I originally saw this recipe on a special episode of Julia Child, during PBS Pledge week. I didn't think to write it down. The next day, I was describing the dish to my Sous Chef (think assistant manager of the kitchen). Come to find out, my Sous Chef actually knew the guest Chef that Julia Child had on that episode, and the lobster recipe was in a cookbook that my Sous Chef had!
Needless say, later that day, we went over to his place and I copied it. Sadly to say, I didn't record the name of the cookbook, or the name of the Chef who originated it. If someone else knows, please enlighten me!
Pan Roasted Lobsters with Chervil and Chives
Yields: 2 servings
2 live lobsters, 1 ¾ # each
2 T peanut oil
2 shallots (1 ½ oz), finely diced
¼ c bourbon or Cognac
2 – 3 T dry white wine
6 T unsalted butter, cut into pieces and chilled
1 T finely chopped chervil
1 T finely chopped fresh chives
kosher or sea salt
freshly ground black pepper
Preheat your broiler (or oven) to it’s highest setting, 500 – 550ºF. Position the oven rack in the upper third of the oven.
Quarter the lobsters, removing the tomalley and the roe, if present. Place on a plate, shell side down.
Place the tomalley and roe in a small bowl. With a fork, break them into pieces. Cover and refrigerate until later.
Place a heavy 12” sauté pan over the highest possible heat. Allow the pan to heat 3 – 5 minutes, until extremely hot. Add the oil and heat until it forms a film on the surface of the pan. Slide the lobster into the pan, shell side down, into the hot oil. Using tongs, move the pieces to evenly sear the shells. You will need to hold the pieces with the tongs to do this properly. The claws need to be seared on one side only. When the shells have turned bright red (no more than 2 minutes), turn the pieces over. The oil will also have taken a beautiful red tinge. Add the tomalley and the roe to the pan.

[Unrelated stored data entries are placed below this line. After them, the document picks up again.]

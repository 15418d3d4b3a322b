//! # replay - record now, play later
//!
//! A small fluent library for deferring computation on a value that does not
//! exist yet, plus an eager wrapper that records and replays access on a
//! concrete value with helper-registry fallback.
//!
//! ## Quick Start
//!
//! ### Deferring a chain
//!
//! A [`Recorder`] accumulates operations without a target value. Nothing is
//! evaluated until the chain is played against a concrete value:
//!
//! ```
//! use replay::{deferred, Value};
//!
//! let second = deferred().index_get(1);
//! let list = Value::list(vec![10.into(), 20.into(), 30.into()]);
//!
//! assert_eq!(second.invoke(list).unwrap(), Value::from(20));
//! ```
//!
//! ### A chain as a plain callable
//!
//! [`Recorder::as_callable`] turns a chain into a bare closure for APIs that
//! expect one:
//!
//! ```
//! use replay::{deferred, Value};
//!
//! let records = vec![
//!     Value::map(vec![("year", 1977.into())]),
//!     Value::map(vec![("year", 1984.into())]),
//! ];
//!
//! let years: Vec<Value> = records
//!     .into_iter()
//!     .map(deferred().read_property("year").as_callable())
//!     .collect::<Result<_, _>>()
//!     .unwrap();
//!
//! assert_eq!(years, vec![Value::from(1977), Value::from(1984)]);
//! ```
//!
//! ### Eager wrapping with helper fallback
//!
//! [`constant`] wraps a concrete value immediately. Members the value itself
//! does not provide are resolved through a [`HelperRegistry`]:
//!
//! ```
//! use std::rc::Rc;
//! use replay::{constant, HelperRegistry, Value};
//!
//! let helpers = Rc::new(HelperRegistry::with_core());
//!
//! let shouted = constant(" hi there ", helpers)
//!     .invoke_member("trim", vec![])
//!     .and_then(|w| w.invoke_member("toUpperCase", vec![]))
//!     .unwrap();
//!
//! assert_eq!(shouted.value(), &Value::from("HI THERE"));
//! ```
//!
//! ### Deferred chains through the wrapper
//!
//! Seeding a recorder with [`Wrapped::constructor_for`] routes every recorded
//! member call through the eager wrapper, helper fallback included, while
//! `invoke` still returns the raw payload:
//!
//! ```
//! use std::rc::Rc;
//! use replay::{HelperRegistry, Recorder, Value, Wrapped};
//!
//! let helpers = Rc::new(HelperRegistry::with_core());
//!
//! let chain = Recorder::with_initial(Wrapped::constructor_for(helpers))
//!     .invoke_member("trim", vec![])
//!     .invoke_member("toUpperCase", vec![]);
//!
//! assert_eq!(chain.invoke(" hi ").unwrap(), Value::from("HI"));
//! ```
//!
//! ## Architecture
//!
//! - **[`ds`]** - dynamic values, the object capability protocol, errors
//! - **[`recorder`]** - the deferred-action recorder and its step model
//! - **[`wrapped`]** - the eager value wrapper
//! - **[`registry`]** - helper registry, builder, and TOML configuration
//! - **[`helpers`]** - core helper packs (string, list, number)
//!
//! Chains are immutable: every extension returns a new [`Recorder`], and the
//! extended one keeps working unchanged. Failures surface only at `invoke`
//! time, because a chain records intent without touching any real value.

#[macro_use]
extern crate lazy_static;

pub mod ds;
pub mod helpers;
pub mod recorder;
pub mod registry;
pub mod wrapped;

use std::rc::Rc;

pub use crate::ds::error::{EvalError, RegistryError};
pub use crate::ds::object::{unwrap_value, DynObject, ObjectType};
pub use crate::ds::value::{NumberType, Value};
pub use crate::recorder::step::Step;
pub use crate::recorder::{Recorder, Transform};
pub use crate::registry::builder::HelperRegistryBuilder;
pub use crate::registry::config::HelperConfig;
pub use crate::registry::{HelperFn, HelperRegistry, NativeHelperFn};
pub use crate::wrapped::Wrapped;

/// An empty recorder: plays back whatever it is given.
pub fn deferred() -> Recorder {
    Recorder::new()
}

/// A recorder seeded with an initial mapping function.
pub fn deferred_with<F>(initial: F) -> Recorder
where
    F: Fn(Value) -> Value + 'static,
{
    Recorder::with_initial(initial)
}

/// A recorder that ignores its input and always starts from `value`, for
/// deferring operations on an object known up front.
pub fn lazy_wrap(value: impl Into<Value>) -> Recorder {
    Recorder::with_transform(Transform::Constant(value.into()))
}

/// An eager wrapper around a concrete value, consulting `helpers` for members
/// the value itself does not provide.
pub fn constant(value: impl Into<Value>, helpers: Rc<HelperRegistry>) -> Wrapped {
    Wrapped::new(value, helpers)
}
//! Number helpers.

use crate::ds::error::EvalError;
use crate::ds::value::{NumberType, Value};
use crate::registry::HelperRegistry;

/// Register the number helper pack.
pub fn register(registry: &mut HelperRegistry) {
    registry.register("abs", number_abs);
    registry.register("floor", number_floor);
    registry.register("ceil", number_ceil);
    registry.register("round", number_round);
    registry.register("min", number_min);
    registry.register("max", number_max);
}

fn as_number(value: &Value, helper: &str) -> Result<NumberType, EvalError> {
    match value {
        Value::Number(n) => Ok(n.clone()),
        other => Err(EvalError::UnsupportedOperation {
            operation: format!("number helper \"{}\"", helper),
            value: other.describe(),
        }),
    }
}

fn to_f64(n: &NumberType) -> f64 {
    match n {
        NumberType::Integer(i) => *i as f64,
        NumberType::Float(f) => *f,
    }
}

fn number_abs(subject: Value, _args: Vec<Value>) -> Result<Value, EvalError> {
    let n = as_number(&subject, "abs")?;
    Ok(match n {
        NumberType::Integer(i) => Value::Number(NumberType::Integer(i.abs())),
        NumberType::Float(f) => Value::Number(NumberType::Float(f.abs())),
    })
}

fn number_floor(subject: Value, _args: Vec<Value>) -> Result<Value, EvalError> {
    let n = as_number(&subject, "floor")?;
    Ok(match n {
        NumberType::Integer(i) => Value::Number(NumberType::Integer(i)),
        NumberType::Float(f) => Value::Number(NumberType::Integer(f.floor() as i64)),
    })
}

fn number_ceil(subject: Value, _args: Vec<Value>) -> Result<Value, EvalError> {
    let n = as_number(&subject, "ceil")?;
    Ok(match n {
        NumberType::Integer(i) => Value::Number(NumberType::Integer(i)),
        NumberType::Float(f) => Value::Number(NumberType::Integer(f.ceil() as i64)),
    })
}

fn number_round(subject: Value, _args: Vec<Value>) -> Result<Value, EvalError> {
    let n = as_number(&subject, "round")?;
    Ok(match n {
        NumberType::Integer(i) => Value::Number(NumberType::Integer(i)),
        NumberType::Float(f) => Value::Number(NumberType::Integer(f.round() as i64)),
    })
}

fn number_min(subject: Value, args: Vec<Value>) -> Result<Value, EvalError> {
    let left = as_number(&subject, "min")?;
    let other = args.get(0).cloned().unwrap_or(Value::Undefined);
    let right = as_number(&other, "min")?;
    if to_f64(&left) <= to_f64(&right) {
        Ok(Value::Number(left))
    } else {
        Ok(Value::Number(right))
    }
}

fn number_max(subject: Value, args: Vec<Value>) -> Result<Value, EvalError> {
    let left = as_number(&subject, "max")?;
    let other = args.get(0).cloned().unwrap_or(Value::Undefined);
    let right = as_number(&other, "max")?;
    if to_f64(&left) >= to_f64(&right) {
        Ok(Value::Number(left))
    } else {
        Ok(Value::Number(right))
    }
}
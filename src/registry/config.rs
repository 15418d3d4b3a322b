//! Helper configuration file parsing.

use std::collections::HashMap;
use std::fs;
use std::path::Path;

use serde::Deserialize;

use crate::ds::error::RegistryError;

/// Declarative helper-registry setup.
///
/// Expected format:
/// ```toml
/// packs = ["string", "list"]
///
/// [aliases]
/// upper = "toUpperCase"
/// lower = "toLowerCase"
/// ```
///
/// `packs` names the helper packs to enable; `aliases` maps additional names
/// onto already-registered helpers. Build the registry with
/// [`HelperRegistry::from_config`](crate::registry::HelperRegistry::from_config).
#[derive(Debug, Clone, Default, Deserialize)]
pub struct HelperConfig {
    /// Helper packs to enable, in registration order.
    #[serde(default)]
    pub packs: Vec<String>,

    /// Extra names for registered helpers (alias → target).
    #[serde(default)]
    pub aliases: HashMap<String, String>,
}

impl HelperConfig {
    /// Load configuration from a TOML file.
    pub fn load(path: &Path) -> Result<Self, RegistryError> {
        let content = fs::read_to_string(path)
            .map_err(|e| RegistryError::Config(format!("failed to read config file: {}", e)))?;

        Self::parse(&content)
    }

    /// Parse configuration from a TOML string.
    pub fn parse(content: &str) -> Result<Self, RegistryError> {
        toml::from_str(content)
            .map_err(|e| RegistryError::Config(format!("failed to parse config: {}", e)))
    }
}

Place the pan in the oven. If using the broiler, cook 2 minutes. If using the oven, cook for 3 minutes. The shells should be slightly browned, even a bit charred in places.
Remove the pan from the oven and return it to the stove at maximum heat. Turn off the oven and put your plates in the oven to warm. This will only take a minute.
WARNING! THE PAN’S HANDLE WILL BE EXTREMELY HOT! Use pot holders and do this quickly.
Add the shallots to the fat in the pan and stir. Add the bourbon and ignite. Shake the pan until the flames die down. Add the wine and let the liquid reduce until it’s au sec (almost dry). Turn the heat to low.
Quickly remove the pieces of lobster and place on the plate, shell side down. Reconstruct the lobster to look like a split lobster. Lean the claws into the center of the lobster.
Return the pan to the heat and add the butter, chervil, and chives. Swirl or stir the butter in the pan to create a creamy sauce with the pan juices. Season to taste with salt and pepper. Use very little salt, as the lobster adds it’s own salt. Spoon the sauce over the pieces and serve at once.